(INFORMATION SHOWN begins)

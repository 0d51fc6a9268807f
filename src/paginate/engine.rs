use crate::catalog::{IdField, SortField, ValueKind};
use crate::error::PaginateError;
use crate::paginate::cursor::{CursorCodec, SeekKey};
use crate::paginate::scope::{RangeQueryBuilder, SeekMode};
use crate::paginate::{PageRequest, PageResult};
use crate::query::Collection;
use crate::query::plan::Query;
use once_cell::unsync::OnceCell;

/// Computes one page of a keyset-paginated query.
///
/// Every value is fetched lazily and cached for the lifetime of the engine.
/// The caches are not thread-safe; build one engine per request.
pub struct PaginationEngine<'c, C: Collection + ?Sized> {
    collection: &'c C,
    per_page: usize,
    sort_field: SortField,
    id_field: IdField,
    ordered: Query,
    seek: Option<SeekKey>,
    results_plus_one: OnceCell<Vec<C::Doc>>,
    start: OnceCell<u64>,
    total: OnceCell<u64>,
}

impl<'c, C: Collection + ?Sized> PaginationEngine<'c, C> {
    pub fn new(collection: &'c C, request: PageRequest) -> Result<Self, PaginateError> {
        request.validate()?;
        let PageRequest {
            per_page,
            offset,
            sort_by,
            order,
            catalog,
            base,
        } = request;

        let sort_field = catalog.resolve(&sort_by, |path| collection.field_kind(path));
        let id_field = catalog.id_field().clone();
        let mut order_by = Vec::with_capacity(2);
        if sort_field.path != id_field.path {
            order_by.push((sort_field.path.clone(), order));
        }
        order_by.push((id_field.path.clone(), order));
        let mut ordered = base.with_order(order_by);
        if sort_field.kind == ValueKind::Generic && sort_field.path != id_field.path {
            ordered = ordered.collate_as_text(&sort_field.path);
        }

        let seek = CursorCodec::new(&sort_field, &id_field).decode(offset.as_deref());
        tracing::debug!(
            per_page,
            sort = %sort_field.path,
            %order,
            seeking = seek.is_some(),
            "pagination engine ready"
        );

        Ok(Self {
            collection,
            per_page,
            sort_field,
            id_field,
            ordered,
            seek,
            results_plus_one: OnceCell::new(),
            start: OnceCell::new(),
            total: OnceCell::new(),
        })
    }

    pub fn per_page(&self) -> usize {
        self.per_page
    }

    pub fn sort_field(&self) -> &SortField {
        &self.sort_field
    }

    pub fn seek_key(&self) -> Option<&SeekKey> {
        self.seek.as_ref()
    }

    fn codec(&self) -> CursorCodec<'_> {
        CursorCodec::new(&self.sort_field, &self.id_field)
    }

    fn builder(&self) -> RangeQueryBuilder<'_> {
        RangeQueryBuilder::new(&self.sort_field, &self.id_field.path)
    }

    /// Rows at or before the current offset, nearest first.
    fn prev_query(&self) -> Query {
        self.builder().scope(
            self.ordered.clone().inverted(),
            SeekMode::Inclusive,
            self.seek.as_ref(),
        )
    }

    fn results_plus_one(&self) -> Result<&[C::Doc], C::Error> {
        self.results_plus_one
            .get_or_try_init(|| {
                let query = self
                    .builder()
                    .scope(self.ordered.clone(), SeekMode::Exclusive, self.seek.as_ref())
                    .limit(self.per_page.saturating_add(1));
                let rows = self.collection.fetch(&query)?;
                tracing::trace!(fetched = rows.len(), per_page = self.per_page, "page probe");
                Ok(rows)
            })
            .map(Vec::as_slice)
    }

    pub fn results(&self) -> Result<&[C::Doc], C::Error> {
        let rows = self.results_plus_one()?;
        Ok(&rows[..rows.len().min(self.per_page)])
    }

    pub fn has_next(&self) -> Result<bool, C::Error> {
        Ok(self.results_plus_one()?.len() > self.per_page)
    }

    pub fn has_prev(&self) -> bool {
        self.seek.is_some()
    }

    /// Token for the page after this one; `None` when this page is empty.
    pub fn next_offset(&self) -> Result<Option<String>, C::Error> {
        Ok(self
            .results()?
            .last()
            .and_then(|doc| self.codec().encode(doc)))
    }

    /// Token whose forward seek lands on the previous page.
    ///
    /// `None` without an offset, and also when fewer than `per_page` rows
    /// precede the current page: the previous page is then the first page,
    /// which needs no token.
    pub fn prev_offset(&self) -> Result<Option<String>, C::Error> {
        if self.seek.is_none() {
            return Ok(None);
        }
        let query = self
            .prev_query()
            .select(&[self.sort_field.path.as_str(), self.id_field.path.as_str()])
            .skip(self.per_page)
            .limit(1);
        let boundary = self.collection.fetch(&query)?;
        Ok(boundary.first().and_then(|doc| self.codec().encode(doc)))
    }

    /// 1-based position of the first row on this page.
    pub fn start(&self) -> Result<u64, C::Error> {
        self.start
            .get_or_try_init(|| {
                if self.seek.is_none() {
                    return Ok(1);
                }
                Ok(self.collection.count(&self.prev_query())? + 1)
            })
            .copied()
    }

    pub fn count(&self) -> Result<usize, C::Error> {
        Ok(self.results()?.len())
    }

    /// Rows matched by the base query, regardless of the offset.
    pub fn total(&self) -> Result<u64, C::Error> {
        self.total
            .get_or_try_init(|| self.collection.count(&self.ordered))
            .copied()
    }

    /// `"11 - 20 of 25"`, or `"5 of 5"` when everything fits on one page.
    pub fn position(&self) -> Result<String, C::Error> {
        let total = self.total()?;
        if total < self.per_page as u64 {
            return Ok(format!("{total} of {total}"));
        }
        let start = self.start()?;
        let count = self.count()? as u64;
        Ok(format!(
            "{start} - {} of {total}",
            (start + count).saturating_sub(1)
        ))
    }

    /// Collects every page attribute, consuming the engine.
    pub fn into_page(self) -> Result<PageResult<C::Doc>, C::Error> {
        let has_next = self.has_next()?;
        let next_offset = self.next_offset()?;
        let prev_offset = self.prev_offset()?;
        let start = self.start()?;
        let count = self.count()?;
        let total = self.total()?;
        let position = self.position()?;
        let has_prev = self.has_prev();
        let per_page = self.per_page;
        let mut items = self.results_plus_one.into_inner().unwrap_or_default();
        items.truncate(per_page);
        Ok(PageResult {
            items,
            has_next,
            has_prev,
            next_offset,
            prev_offset,
            start,
            count,
            total,
            position,
        })
    }
}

(INFORMATION SHOWN ends)

• **WHAT YOU SHOULD DO**
Copy all of the entries above exactly as shown.

• **EXERCISE SOLUTION**
repository 0d51fc6a9268807f
filename src/paginate/engine.rs
use crate::catalog::{IdField, SortField, ValueKind};
use crate::error::PaginateError;
use crate::paginate::cursor::{CursorCodec, SeekKey};
use crate::paginate::scope::{RangeQueryBuilder, SeekMode};
use crate::paginate::{PageRequest, PageResult};
use crate::query::Collection;
use crate::query::plan::Query;
use once_cell::unsync::OnceCell;

/// Computes one page of a keyset-paginated query.
///
/// Every value is fetched lazily and cached for the lifetime of the engine.
/// The caches are not thread-safe; build one engine per request.
pub struct PaginationEngine<'c, C: Collection + ?Sized> {
    collection: &'c C,
    per_page: usize,
    sort_field: SortField,
    id_field: IdField,
    ordered: Query,
    seek: Option<SeekKey>,
    results_plus_one: OnceCell<Vec<C::Doc>>,
    start: OnceCell<u64>,
    total: OnceCell<u64>,
}

impl<'c, C: Collection + ?Sized> PaginationEngine<'c, C> {
    pub fn new(collection: &'c C, request: PageRequest) -> Result<Self, PaginateError> {
        request.validate()?;
        let PageRequest {
            per_page,
            offset,
            sort_by,
            order,
            catalog,
            base,
        } = request;

        let sort_field = catalog.resolve(&sort_by, |path| collection.field_kind(path));
        let id_field = catalog.id_field().clone();
        let mut order_by = Vec::with_capacity(2);
        if sort_field.path != id_field.path {
            order_by.push((sort_field.path.clone(), order));
        }
        order_by.push((id_field.path.clone(), order));
        let mut ordered = base.with_order(order_by);
        if sort_field.kind == ValueKind::Generic && sort_field.path != id_field.path {
            ordered = ordered.collate_as_text(&sort_field.path);
        }

        let seek = CursorCodec::new(&sort_field, &id_field).decode(offset.as_deref());
        tracing::debug!(
            per_page,
            sort = %sort_field.path,
            %order,
            seeking = seek.is_some(),
            "pagination engine ready"
        );

        Ok(Self {
            collection,
            per_page,
            sort_field,
            id_field,
            ordered,
            seek,
            results_plus_one: OnceCell::new(),
            start: OnceCell::new(),
            total: OnceCell::new(),
        })
    }

    pub fn per_page(&self) -> usize {
        self.per_page
    }

    pub fn sort_field(&self) -> &SortField {
        &self.sort_field
    }

    pub fn seek_key(&self) -> Option<&SeekKey> {
        self.seek.as_ref()
    }

    fn codec(&self) -> CursorCodec<'_> {
        CursorCodec::new(&self.sort_field, &self.id_field)
    }

    fn builder(&self) -> RangeQueryBuilder<'_> {
        RangeQueryBuilder::new(&self.sort_field, &self.id_field.path)
    }

    /// Rows at or before the current offset, nearest first.
    fn prev_query(&self) -> Query {
        self.builder().scope(
            self.ordered.clone().inverted(),
            SeekMode::Inclusive,
            self.seek.as_ref(),
        )
    }

    fn results_plus_one(&self) -> Result<&[C::Doc], C::Error> {
        self.results_plus_one
            .get_or_try_init(|| {
                let query = self
                    .builder()
                    .scope(self.ordered.clone(), SeekMode::Exclusive, self.seek.as_ref())
                    .limit(self.per_page.saturating_add(1));
                let rows = self.collection.fetch(&query)?;
                tracing::trace!(fetched = rows.len(), per_page = self.per_page, "page probe");
                Ok(rows)
            })
            .map(Vec::as_slice)
    }

    pub fn results(&self) -> Result<&[C::Doc], C::Error> {
        let rows = self.results_plus_one()?;
        Ok(&rows[..rows.len().min(self.per_page)])
    }

    pub fn has_next(&self) -> Result<bool, C::Error> {
        Ok(self.results_plus_one()?.len() > self.per_page)
    }

    pub fn has_prev(&self) -> bool {
        self.seek.is_some()
    }

    /// Token for the page after this one; `None` when this page is empty.
    pub fn next_offset(&self) -> Result<Option<String>, C::Error> {
        Ok(self
            .results()?
            .last()
            .and_then(|doc| self.codec().encode(doc)))
    }

    /// Token whose forward seek lands on the previous page.
    ///
    /// `None` without an offset, and also when fewer than `per_page` rows
    /// precede the current page: the previous page is then the first page,
    /// which needs no token.
    pub fn prev_offset(&self) -> Result<Option<String>, C::Error> {
        if self.seek.is_none() {
            return Ok(None);
        }
        let query = self
            .prev_query()
            .select(&[self.sort_field.path.as_str(), self.id_field.path.as_str()])
            .skip(self.per_page)
            .limit(1);
        let boundary = self.collection.fetch(&query)?;
        Ok(boundary.first().and_then(|doc| self.codec().encode(doc)))
    }

    /// 1-based position of the first row on this page.
    pub fn start(&self) -> Result<u64, C::Error> {
        self.start
            .get_or_try_init(|| {
                if self.seek.is_none() {
                    return Ok(1);
                }
                Ok(self.collection.count(&self.prev_query())? + 1)
            })
            .copied()
    }

    pub fn count(&self) -> Result<usize, C::Error> {
        Ok(self.results()?.len())
    }

    /// Rows matched by the base query, regardless of the offset.
    pub fn total(&self) -> Result<u64, C::Error> {
        self.total
            .get_or_try_init(|| self.collection.count(&self.ordered))
            .copied()
    }

    /// `"11 - 20 of 25"`, or `"5 of 5"` when everything fits on one page.
    pub fn position(&self) -> Result<String, C::Error> {
        let total = self.total()?;
        if total < self.per_page as u64 {
            return Ok(format!("{total} of {total}"));
        }
        let start = self.start()?;
        let count = self.count()? as u64;
        Ok(format!(
            "{start} - {} of {total}",
            (start + count).saturating_sub(1)
        ))
    }

    /// Collects every page attribute, consuming the engine.
    pub fn into_page(self) -> Result<PageResult<C::Doc>, C::Error> {
        let has_next = self.has_next()?;
        let next_offset = self.next_offset()?;
        let prev_offset = self.prev_offset()?;
        let start = self.start()?;
        let count = self.count()?;
        let total = self.total()?;
        let position = self.position()?;
        let has_prev = self.has_prev();
        let per_page = self.per_page;
        let mut items = self.results_plus_one.into_inner().unwrap_or_default();
        items.truncate(per_page);
        Ok(PageResult {
            items,
            has_next,
            has_prev,
            next_offset,
            prev_offset,
            start,
            count,
            total,
            position,
        })
    }
}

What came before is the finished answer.